What this task involves:
Only these lines of the data below are wanted: the one with "the multiplexer, so", the one with "let mut entries", and any lines between them, each repeated exactly.

*** Data supplied Section Begins ***

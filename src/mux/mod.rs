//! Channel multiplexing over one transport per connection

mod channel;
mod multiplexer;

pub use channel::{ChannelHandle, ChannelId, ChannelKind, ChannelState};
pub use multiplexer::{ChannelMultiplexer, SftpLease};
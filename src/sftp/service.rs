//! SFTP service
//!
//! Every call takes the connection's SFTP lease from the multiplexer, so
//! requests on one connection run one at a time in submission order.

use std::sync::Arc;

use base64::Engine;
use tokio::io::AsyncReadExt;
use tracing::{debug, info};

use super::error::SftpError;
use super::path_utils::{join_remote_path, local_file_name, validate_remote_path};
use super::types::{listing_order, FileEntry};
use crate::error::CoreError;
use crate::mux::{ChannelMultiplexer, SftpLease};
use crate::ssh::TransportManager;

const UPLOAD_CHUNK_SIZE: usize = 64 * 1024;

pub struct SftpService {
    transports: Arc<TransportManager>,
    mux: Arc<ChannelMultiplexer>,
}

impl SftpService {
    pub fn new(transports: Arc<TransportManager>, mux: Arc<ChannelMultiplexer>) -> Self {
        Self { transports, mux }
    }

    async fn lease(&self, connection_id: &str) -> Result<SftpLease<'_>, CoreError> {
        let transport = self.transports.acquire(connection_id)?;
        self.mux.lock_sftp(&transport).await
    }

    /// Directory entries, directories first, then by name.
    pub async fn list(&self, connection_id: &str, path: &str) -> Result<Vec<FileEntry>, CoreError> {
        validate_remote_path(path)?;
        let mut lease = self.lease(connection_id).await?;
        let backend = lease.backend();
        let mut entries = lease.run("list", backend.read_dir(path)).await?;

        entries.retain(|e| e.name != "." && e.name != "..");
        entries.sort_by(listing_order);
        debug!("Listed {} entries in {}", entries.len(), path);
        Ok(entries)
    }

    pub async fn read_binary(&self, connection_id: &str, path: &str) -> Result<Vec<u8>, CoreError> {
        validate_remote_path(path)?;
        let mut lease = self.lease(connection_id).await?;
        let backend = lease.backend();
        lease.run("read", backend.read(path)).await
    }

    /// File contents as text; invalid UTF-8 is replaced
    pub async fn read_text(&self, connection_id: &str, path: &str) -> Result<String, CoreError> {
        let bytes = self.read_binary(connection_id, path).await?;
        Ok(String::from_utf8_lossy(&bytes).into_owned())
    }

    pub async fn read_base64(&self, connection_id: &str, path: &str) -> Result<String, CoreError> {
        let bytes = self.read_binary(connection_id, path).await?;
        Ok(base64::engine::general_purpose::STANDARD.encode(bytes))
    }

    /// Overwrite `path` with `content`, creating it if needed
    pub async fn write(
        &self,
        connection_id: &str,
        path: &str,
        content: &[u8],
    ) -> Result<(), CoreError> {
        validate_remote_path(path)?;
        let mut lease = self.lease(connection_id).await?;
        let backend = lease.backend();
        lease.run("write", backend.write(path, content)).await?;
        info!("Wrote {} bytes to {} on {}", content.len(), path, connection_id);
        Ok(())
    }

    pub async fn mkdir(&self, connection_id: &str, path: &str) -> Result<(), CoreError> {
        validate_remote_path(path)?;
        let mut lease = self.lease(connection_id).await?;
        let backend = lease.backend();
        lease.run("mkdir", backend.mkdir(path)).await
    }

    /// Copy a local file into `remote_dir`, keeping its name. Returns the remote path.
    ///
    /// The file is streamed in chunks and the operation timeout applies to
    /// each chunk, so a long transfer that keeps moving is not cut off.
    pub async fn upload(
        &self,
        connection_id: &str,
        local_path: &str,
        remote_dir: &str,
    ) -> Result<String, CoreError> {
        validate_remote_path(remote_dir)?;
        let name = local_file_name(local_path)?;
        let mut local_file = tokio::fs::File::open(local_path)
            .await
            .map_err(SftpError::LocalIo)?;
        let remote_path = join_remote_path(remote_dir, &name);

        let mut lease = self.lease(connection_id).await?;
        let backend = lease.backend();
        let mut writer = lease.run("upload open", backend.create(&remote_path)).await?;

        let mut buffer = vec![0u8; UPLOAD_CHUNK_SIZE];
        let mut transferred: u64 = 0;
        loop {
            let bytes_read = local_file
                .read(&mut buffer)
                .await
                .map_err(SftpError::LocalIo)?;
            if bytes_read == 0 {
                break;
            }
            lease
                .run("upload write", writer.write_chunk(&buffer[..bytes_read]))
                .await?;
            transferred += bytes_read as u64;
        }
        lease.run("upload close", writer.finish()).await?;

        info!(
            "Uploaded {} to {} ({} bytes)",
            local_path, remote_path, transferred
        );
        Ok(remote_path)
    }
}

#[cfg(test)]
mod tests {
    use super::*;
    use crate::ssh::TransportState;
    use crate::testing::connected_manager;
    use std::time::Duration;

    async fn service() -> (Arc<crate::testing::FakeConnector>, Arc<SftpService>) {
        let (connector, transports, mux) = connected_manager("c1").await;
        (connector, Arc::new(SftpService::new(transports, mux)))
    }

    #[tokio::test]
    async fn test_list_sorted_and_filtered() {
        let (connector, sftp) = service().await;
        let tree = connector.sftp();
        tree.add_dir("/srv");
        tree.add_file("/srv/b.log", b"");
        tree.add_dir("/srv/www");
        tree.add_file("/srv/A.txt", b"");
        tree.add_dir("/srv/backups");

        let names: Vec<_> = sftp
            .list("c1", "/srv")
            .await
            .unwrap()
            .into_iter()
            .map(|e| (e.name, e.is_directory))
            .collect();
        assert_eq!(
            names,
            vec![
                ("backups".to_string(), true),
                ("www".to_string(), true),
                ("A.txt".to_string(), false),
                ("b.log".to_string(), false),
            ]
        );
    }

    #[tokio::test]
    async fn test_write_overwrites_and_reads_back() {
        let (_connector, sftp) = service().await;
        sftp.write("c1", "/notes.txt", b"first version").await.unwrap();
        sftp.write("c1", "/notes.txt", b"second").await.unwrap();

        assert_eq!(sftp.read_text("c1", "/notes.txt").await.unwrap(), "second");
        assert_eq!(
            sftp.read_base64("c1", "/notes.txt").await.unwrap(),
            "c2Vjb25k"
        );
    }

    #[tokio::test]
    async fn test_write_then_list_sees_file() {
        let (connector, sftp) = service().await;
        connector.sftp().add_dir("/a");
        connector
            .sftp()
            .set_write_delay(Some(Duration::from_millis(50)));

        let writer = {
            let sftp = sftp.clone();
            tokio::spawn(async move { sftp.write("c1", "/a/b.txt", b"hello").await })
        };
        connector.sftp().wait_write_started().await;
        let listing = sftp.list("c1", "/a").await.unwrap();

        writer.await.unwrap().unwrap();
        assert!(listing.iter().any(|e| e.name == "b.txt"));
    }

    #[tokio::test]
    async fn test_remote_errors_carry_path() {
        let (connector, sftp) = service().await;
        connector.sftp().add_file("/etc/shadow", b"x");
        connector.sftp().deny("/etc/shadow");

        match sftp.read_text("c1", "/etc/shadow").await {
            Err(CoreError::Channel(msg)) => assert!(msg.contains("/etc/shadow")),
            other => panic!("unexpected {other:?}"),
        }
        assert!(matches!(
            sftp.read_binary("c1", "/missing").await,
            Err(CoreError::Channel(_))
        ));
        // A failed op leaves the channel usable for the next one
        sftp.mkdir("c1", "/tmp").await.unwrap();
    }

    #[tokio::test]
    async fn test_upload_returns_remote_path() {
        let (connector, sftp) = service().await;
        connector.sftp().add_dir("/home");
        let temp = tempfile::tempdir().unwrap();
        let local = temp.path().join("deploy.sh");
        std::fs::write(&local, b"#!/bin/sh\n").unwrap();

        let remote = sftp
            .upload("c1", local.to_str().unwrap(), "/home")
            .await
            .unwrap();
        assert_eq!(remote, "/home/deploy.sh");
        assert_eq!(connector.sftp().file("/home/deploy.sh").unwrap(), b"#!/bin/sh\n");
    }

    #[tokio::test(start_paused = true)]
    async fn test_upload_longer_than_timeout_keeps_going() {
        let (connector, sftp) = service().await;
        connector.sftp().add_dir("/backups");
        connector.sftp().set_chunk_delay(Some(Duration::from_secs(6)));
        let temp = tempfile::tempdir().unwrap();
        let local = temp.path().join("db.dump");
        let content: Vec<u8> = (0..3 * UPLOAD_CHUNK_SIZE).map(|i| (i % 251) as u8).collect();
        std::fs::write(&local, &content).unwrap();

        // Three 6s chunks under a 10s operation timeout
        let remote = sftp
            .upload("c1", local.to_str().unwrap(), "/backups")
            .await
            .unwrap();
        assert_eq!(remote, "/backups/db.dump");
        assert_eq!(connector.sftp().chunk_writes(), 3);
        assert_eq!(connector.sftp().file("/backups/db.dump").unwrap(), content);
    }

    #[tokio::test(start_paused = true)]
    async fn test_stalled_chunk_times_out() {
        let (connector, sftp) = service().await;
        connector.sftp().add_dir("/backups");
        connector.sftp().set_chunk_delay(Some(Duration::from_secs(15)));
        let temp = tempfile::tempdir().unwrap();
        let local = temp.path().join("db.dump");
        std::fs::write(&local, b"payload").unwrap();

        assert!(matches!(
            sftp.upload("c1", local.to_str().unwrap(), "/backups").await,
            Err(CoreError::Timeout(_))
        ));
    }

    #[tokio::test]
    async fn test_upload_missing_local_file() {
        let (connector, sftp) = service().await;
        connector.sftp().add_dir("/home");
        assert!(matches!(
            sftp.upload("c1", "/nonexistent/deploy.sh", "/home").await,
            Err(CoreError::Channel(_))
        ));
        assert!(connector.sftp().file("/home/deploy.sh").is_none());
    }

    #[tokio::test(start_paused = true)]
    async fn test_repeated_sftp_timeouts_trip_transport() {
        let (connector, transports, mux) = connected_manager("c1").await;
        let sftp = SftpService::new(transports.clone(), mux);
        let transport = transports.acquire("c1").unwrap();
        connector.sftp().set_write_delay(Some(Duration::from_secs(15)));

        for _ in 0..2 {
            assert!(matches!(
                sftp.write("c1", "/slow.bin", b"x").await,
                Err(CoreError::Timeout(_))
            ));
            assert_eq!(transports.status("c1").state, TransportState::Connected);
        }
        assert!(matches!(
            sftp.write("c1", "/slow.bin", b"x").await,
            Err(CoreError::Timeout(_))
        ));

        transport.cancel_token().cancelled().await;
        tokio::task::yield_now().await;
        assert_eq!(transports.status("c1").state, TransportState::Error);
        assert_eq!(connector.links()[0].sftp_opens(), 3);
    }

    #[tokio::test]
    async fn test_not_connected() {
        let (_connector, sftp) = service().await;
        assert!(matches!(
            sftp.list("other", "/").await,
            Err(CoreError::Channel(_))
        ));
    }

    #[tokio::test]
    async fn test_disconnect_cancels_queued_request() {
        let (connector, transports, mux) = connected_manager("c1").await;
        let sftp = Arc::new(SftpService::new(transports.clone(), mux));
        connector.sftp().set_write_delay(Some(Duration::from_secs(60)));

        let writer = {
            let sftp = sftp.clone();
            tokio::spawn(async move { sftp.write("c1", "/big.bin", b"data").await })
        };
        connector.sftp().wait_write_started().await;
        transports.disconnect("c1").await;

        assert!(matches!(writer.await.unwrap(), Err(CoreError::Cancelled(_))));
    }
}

*** Data supplied Section Ends ***

Result of the task:
//! Every call takes the connection's SFTP lease from the multiplexer, so
//! requests on one connection run one at a time in submission order.

use std::sync::Arc;

use base64::Engine;
use tokio::io::AsyncReadExt;
use tracing::{debug, info};

use super::error::SftpError;
use super::path_utils::{join_remote_path, local_file_name, validate_remote_path};
use super::types::{listing_order, FileEntry};
use crate::error::CoreError;
use crate::mux::{ChannelMultiplexer, SftpLease};
use crate::ssh::TransportManager;

const UPLOAD_CHUNK_SIZE: usize = 64 * 1024;

pub struct SftpService {
    transports: Arc<TransportManager>,
    mux: Arc<ChannelMultiplexer>,
}

impl SftpService {
    pub fn new(transports: Arc<TransportManager>, mux: Arc<ChannelMultiplexer>) -> Self {
        Self { transports, mux }
    }

    async fn lease(&self, connection_id: &str) -> Result<SftpLease<'_>, CoreError> {
        let transport = self.transports.acquire(connection_id)?;
        self.mux.lock_sftp(&transport).await
    }

    /// Directory entries, directories first, then by name.
    pub async fn list(&self, connection_id: &str, path: &str) -> Result<Vec<FileEntry>, CoreError> {
        validate_remote_path(path)?;
        let mut lease = self.lease(connection_id).await?;
        let backend = lease.backend();
        let mut entries = lease.run("list", backend.read_dir(path)).await?;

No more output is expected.